Fidèle à sa tradition, LITTERall propose dans sa vingtième livraison quelques voix de la littérature de langue allemande méconnues ou oubliées, en particulier celle de Regina Ullmann (1884-1961), une prosatrice suisse, qui, malgré la réédition il y a quelques années de certains de ses récits, reste dans l’ombre en Suisse et en Allemagne. Son écriture forte et sobre refl ète les grands traumatismes du XXe siècle et n’a jusqu’ici, à notre connaissance, jamais encore été traduite en français. Reconnue et admirée par des écrivains aussi différents que Rainer Maria Rilke, Thomas Mann ou Robert Musil, Ullmann est restée une marginale des lettres allemandes, malgré son talent.
Comme elle, Marie Luise Kaschnitz, Franz Fühmann et Stefan Heym nous ont légué une œuvre marquée par les blessures de l’Histoire et la folie meurtrière des idéologies du XXe siècle. Ils ont connu la guerre, l’interdiction de publication, l’exil, l’antisémitisme et leur écriture laisse entendre leurs conflits intérieurs, leurs doutes, leurs prises de conscience, leurs combats.
Après quelques publications, dont un premier roman, à l’aube du Troisième Reich, Marie Luise Kaschnitz (1901-1974) a été peu présente sur la scène littéraire jusqu’à l’immédiat après-guerre, époque à laquelle elle s’est imposée par ses poèmes. Sans doute trop âgée dans un monde qui se voulait neuf, à l’Est comme à l’Ouest, elle fait partie des écrivains emportés par la vague de la tabula rasa et bientôt oubliés.

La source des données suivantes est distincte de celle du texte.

fn check_section(section_type: SectionType, points: &PointLevel) -> MorphologyResult<()> {
    if !section_type.is_neurite() {
        return Err(SectionBuilderError::InvalidSectionType(section_type).into());
    }
    points.validate()?;
    if points.len() < 2 {
        return Err(SectionBuilderError::TooFewPoints {
            count: points.len(),
        }
        .into());
    }
    Ok(())
}

impl From<&Morphology> for MutableMorphology {
    /// Deep copy; section and mitochondrial ids are preserved.
    fn from(morphology: &Morphology) -> Self {
        let sections = morphology
            .sections()
            .map(|s| {
                Some(MutableSection {
                    section_type: s.section_type(),
                    points: s.point_slice().to_level(),
                    parent: s.parent().map(|p| p.id()),
                    children: s.children().map(|c| c.id()).collect(),
                })
            })
            .collect();
        Self {
            sections,
            roots: morphology.root_ids().to_vec(),
            soma: morphology.soma().clone(),
            mitochondria: morphology.mitochondria().clone(),
            reticulum: morphology.endoplasmic_reticulum().clone(),
            markers: morphology.markers().to_vec(),
        }
    }
}

impl TreeTopology for MutableMorphology {
    type Id = SectionId;

    fn root_ids(&self) -> &[SectionId] {
        &self.roots
    }

    fn children_of(&self, id: SectionId) -> &[SectionId] {
        self.section(id).map_or(&[][..], |s| s.children.as_slice())
    }

    fn parent_of(&self, id: SectionId) -> Option<SectionId> {
        self.section(id)?.parent
    }

    fn contains(&self, id: SectionId) -> bool {
        self.section(id).is_some()
    }
}

#[cfg(test)]
mod tests {
    use super::*;
    use crate::error::MorphologyError;
    use crate::geometry::Point;

    fn line(x0: f32, x1: f32) -> PointLevel {
        PointLevel::new(
            vec![Point::new(x0, 0.0, 0.0), Point::new(x1, 0.0, 0.0)],
            vec![1.0, 1.0],
        )
    }

    /// root(0) -> a(1) -> b(2); root -> c(3)
    fn sample() -> MutableMorphology {
        let mut m = MutableMorphology::new();
        let root = m.append_section(None, SectionType::Axon, line(0.0, 1.0)).unwrap();
        let a = m.append_section(Some(root), SectionType::Axon, line(1.0, 2.0)).unwrap();
        m.append_section(Some(a), SectionType::Axon, line(2.0, 3.0)).unwrap();
        m.append_section(Some(root), SectionType::Axon, line(1.0, 5.0)).unwrap();
        m
    }

    #[test]
    fn test_append_checks() {
        let mut m = sample();
        let single = PointLevel::new(vec![Point::default()], vec![1.0]);
        assert_eq!(
            m.append_section(None, SectionType::Axon, single),
            Err(MorphologyError::SectionBuilder(SectionBuilderError::TooFewPoints { count: 1 }))
        );
        assert_eq!(
            m.append_section(Some(SectionId(42)), SectionType::Axon, line(0.0, 1.0)),
            Err(MorphologyError::SectionBuilder(SectionBuilderError::UnknownSection(
                SectionId(42)
            )))
        );
        assert!(matches!(
            m.append_section(None, SectionType::Soma, line(0.0, 1.0)),
            Err(MorphologyError::SectionBuilder(
                SectionBuilderError::InvalidSectionType(SectionType::Soma)
            ))
        ));
        assert_eq!(m.len(), 4);
    }

    #[test]
    fn test_delete_requires_recursive_for_subtrees() {
        let mut m = sample();
        assert_eq!(
            m.delete_section(SectionId(1), false),
            Err(MorphologyError::SectionBuilder(SectionBuilderError::HasChildren(
                SectionId(1)
            )))
        );
        assert_eq!(m.len(), 4);
        let deleted = m.delete_section(SectionId(1), true).unwrap();
        assert_eq!(deleted, vec![SectionId(1), SectionId(2)]);
        assert_eq!(m.children_of(SectionId(0)), &[SectionId(3)]);
    }

    #[test]
    fn test_ids_not_reused_after_delete() {
        let mut m = sample();
        m.delete_section(SectionId(3), false).unwrap();
        let id = m.append_section(None, SectionType::Axon, line(9.0, 10.0)).unwrap();
        assert_eq!(id, SectionId(4));
        assert!(m.section(SectionId(3)).is_none());
    }

    #[test]
    fn test_graft_rejects_cycles() {
        let mut m = sample();
        let before = m.clone().sections;
        assert_eq!(
            m.graft(SectionId(1), Some(SectionId(2))),
            Err(MorphologyError::SectionBuilder(SectionBuilderError::WouldCreateCycle {
                section: SectionId(1),
                new_parent: SectionId(2),
            }))
        );
        assert!(m.graft(SectionId(1), Some(SectionId(1))).is_err());
        assert_eq!(m.sections, before);

        m.graft(SectionId(2), Some(SectionId(3))).unwrap();
        assert_eq!(m.parent_of(SectionId(2)), Some(SectionId(3)));
        assert!(m.children_of(SectionId(1)).is_empty());

        m.graft(SectionId(1), None).unwrap();
        assert_eq!(m.root_ids(), &[SectionId(0), SectionId(1)]);
    }

    #[test]
    fn test_delete_cascades_to_organelles() {
        let mut m = sample();
        let on_b = MitoPointLevel::new(vec![SectionId(2)], vec![0.5], vec![0.1]);
        let on_root = MitoPointLevel::new(vec![SectionId(0)], vec![0.5], vec![0.1]);
        let top = m.append_mito_section(None, on_root.clone()).unwrap();
        let mid = m.append_mito_section(Some(top), on_b).unwrap();
        let leaf = m.append_mito_section(Some(mid), on_root).unwrap();
        m.append_reticulum(ReticulumEntry {
            section: SectionId(2),
            volume: 1.0,
            surface_area: 1.0,
            filament_count: 1,
        })
        .unwrap();

        m.delete_section(SectionId(1), true).unwrap();
        assert_eq!(m.mitochondria().len(), 2);
        assert_eq!(m.mitochondria().parent_of(leaf), Some(top));
        assert!(m.endoplasmic_reticulum().is_empty());
    }

    #[test]
    fn test_append_mito_rejects_dead_sections() {
        let mut m = sample();
        let points = MitoPointLevel::new(vec![SectionId(7)], vec![0.5], vec![0.1]);
        assert!(matches!(
            m.append_mito_section(None, points),
            Err(MorphologyError::RawData(RawDataError::DanglingMitochondrion { .. }))
        ));
    }

    #[test]
    fn test_build_renumbers_depth_first() {
        let mut m = sample();
        m.delete_section(SectionId(2), false).unwrap();
        let built = m.build(&BuildOptions::default()).unwrap();
        assert_eq!(built.len(), 3);
        let order: Vec<_> = built.depth_first().collect();
        assert_eq!(order, vec![SectionId(0), SectionId(1), SectionId(2)]);
    }

    #[test]
    fn test_perimeters_are_all_or_nothing() {
        let with_perimeters = || line(0.0, 1.0).with_perimeters(vec![2.0, 2.0]);
        let mut m = MutableMorphology::new();
        let root = m
            .append_section(None, SectionType::Axon, with_perimeters())
            .unwrap();

        let err = m
            .append_section(Some(root), SectionType::Axon, line(1.0, 2.0))
            .unwrap_err();
        assert_eq!(
            err,
            MorphologyError::SectionBuilder(SectionBuilderError::PerimeterMismatch {
                perimeters: false
            })
        );
        assert_eq!(m.len(), 1);

        let plain_soma = PointLevel::new(vec![Point::default()], vec![2.0]);
        assert!(m.set_soma(plain_soma, SomaType::SinglePoint).is_err());
        assert!(m.soma().is_empty());

        m.delete_section(root, false).unwrap();
        let soma = PointLevel::new(vec![Point::default()], vec![2.0]).with_perimeters(vec![6.0]);
        m.set_soma(soma, SomaType::SinglePoint).unwrap();
        assert!(m.append_section(None, SectionType::Axon, line(0.0, 1.0)).is_err());
        m.append_section(None, SectionType::Axon, with_perimeters()).unwrap();
        let built = m.build(&BuildOptions::default()).unwrap();
        assert_eq!(built.perimeters(), &[2.0, 2.0]);
    }
}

Rien ne rapproche a priori Franz Fühmann et Stefan Heym dont on a célébré le centenaire cette année et autour de qui nous avons rassemblé quelques textes d’écrivains contemporains. Tout semble opposer l’antifasciste Heym et le jeune homme engagé volontaire dans la Wehrmacht, Fühmann. Tout sauf leur attitude critique envers l’État dans lequel ils avaient cru, la RDA, et dont ils n’ont pas tardé à déceler les manquements, les failles, les
dysfonctionnements et les mensonges. Et la RDA n’a pas hésité à tenter de les bâillonner.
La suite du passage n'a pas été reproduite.